▸ **PROBLEM REQUIREMENTS**
Which lines of the data contain the string "Option"? Show each of them.

PROVIDED MATERIAL: Begin

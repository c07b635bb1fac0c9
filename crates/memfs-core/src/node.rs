// Copyright 2025 Schelling Point Labs Inc
// SPDX-License-Identifier: AGPL-3.0-only

//! Filesystem nodes and the node factory

use crate::payload::Payload;
use crate::types::{Stat, Timespec, S_IFDIR, S_IFLNK, S_IFMT, S_IFREG};
use std::collections::BTreeMap;

/// Inode number; doubles as the node's key in the node table.
pub(crate) type Ino = u64;

/// Node content, selected by the type bits of the mode at creation
#[derive(Clone, Debug)]
pub(crate) enum NodeKind {
    /// Children are ordered by name so enumeration is stable between calls.
    Directory { children: BTreeMap<String, Ino> },
    File { payload: Payload },
    Symlink { target: String },
    /// FIFOs, sockets and device nodes carry no content.
    Special,
}

#[derive(Clone, Debug)]
pub(crate) struct Node {
    pub stat: Stat,
    pub kind: NodeKind,
    /// Allocated on first use.
    pub xattrs: Option<BTreeMap<String, Vec<u8>>>,
    pub open_count: u32,
}

impl Node {
    /// Build a fresh node. Every timestamp is `now`, `nlink` is 1.
    pub(crate) fn new(dev: u64, ino: Ino, mode: u32, uid: u32, gid: u32, now: Timespec) -> Self {
        let kind = match mode & S_IFMT {
            S_IFDIR => NodeKind::Directory {
                children: BTreeMap::new(),
            },
            S_IFREG => NodeKind::File {
                payload: Payload::default(),
            },
            S_IFLNK => NodeKind::Symlink {
                target: String::new(),
            },
            _ => NodeKind::Special,
        };
        Self {
            stat: Stat {
                dev,
                ino,
                mode,
                nlink: 1,
                uid,
                gid,
                rdev: 0,
                size: 0,
                atime: now,
                mtime: now,
                ctime: now,
                birthtime: now,
                flags: 0,
            },
            kind,
            xattrs: None,
            open_count: 0,
        }
    }

    pub(crate) fn ino(&self) -> Ino {
        self.stat.ino
    }

    pub(crate) fn is_dir(&self) -> bool {
        matches!(self.kind, NodeKind::Directory { .. })
    }

    pub(crate) fn children(&self) -> Option<&BTreeMap<String, Ino>> {
        match &self.kind {
            NodeKind::Directory { children } => Some(children),
            _ => None,
        }
    }

    pub(crate) fn children_mut(&mut self) -> Option<&mut BTreeMap<String, Ino>> {
        match &mut self.kind {
            NodeKind::Directory { children } => Some(children),
            _ => None,
        }
    }

    pub(crate) fn has_children(&self) -> bool {
        self.children().is_some_and(|c| !c.is_empty())
    }

    pub(crate) fn touch_ctime(&mut self, now: Timespec) {
        self.stat.ctime = now;
    }

    pub(crate) fn touch_modified(&mut self, now: Timespec) {
        self.stat.ctime = now;
        self.stat.mtime = now;
    }
}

PROVIDED MATERIAL: End

▸ **RESPONSE TO THIS TASK**
    pub xattrs: Option<BTreeMap<String, Vec<u8>>>,
    pub(crate) fn children(&self) -> Option<&BTreeMap<String, Ino>> {
    pub(crate) fn children_mut(&mut self) -> Option<&mut BTreeMap<String, Ino>> {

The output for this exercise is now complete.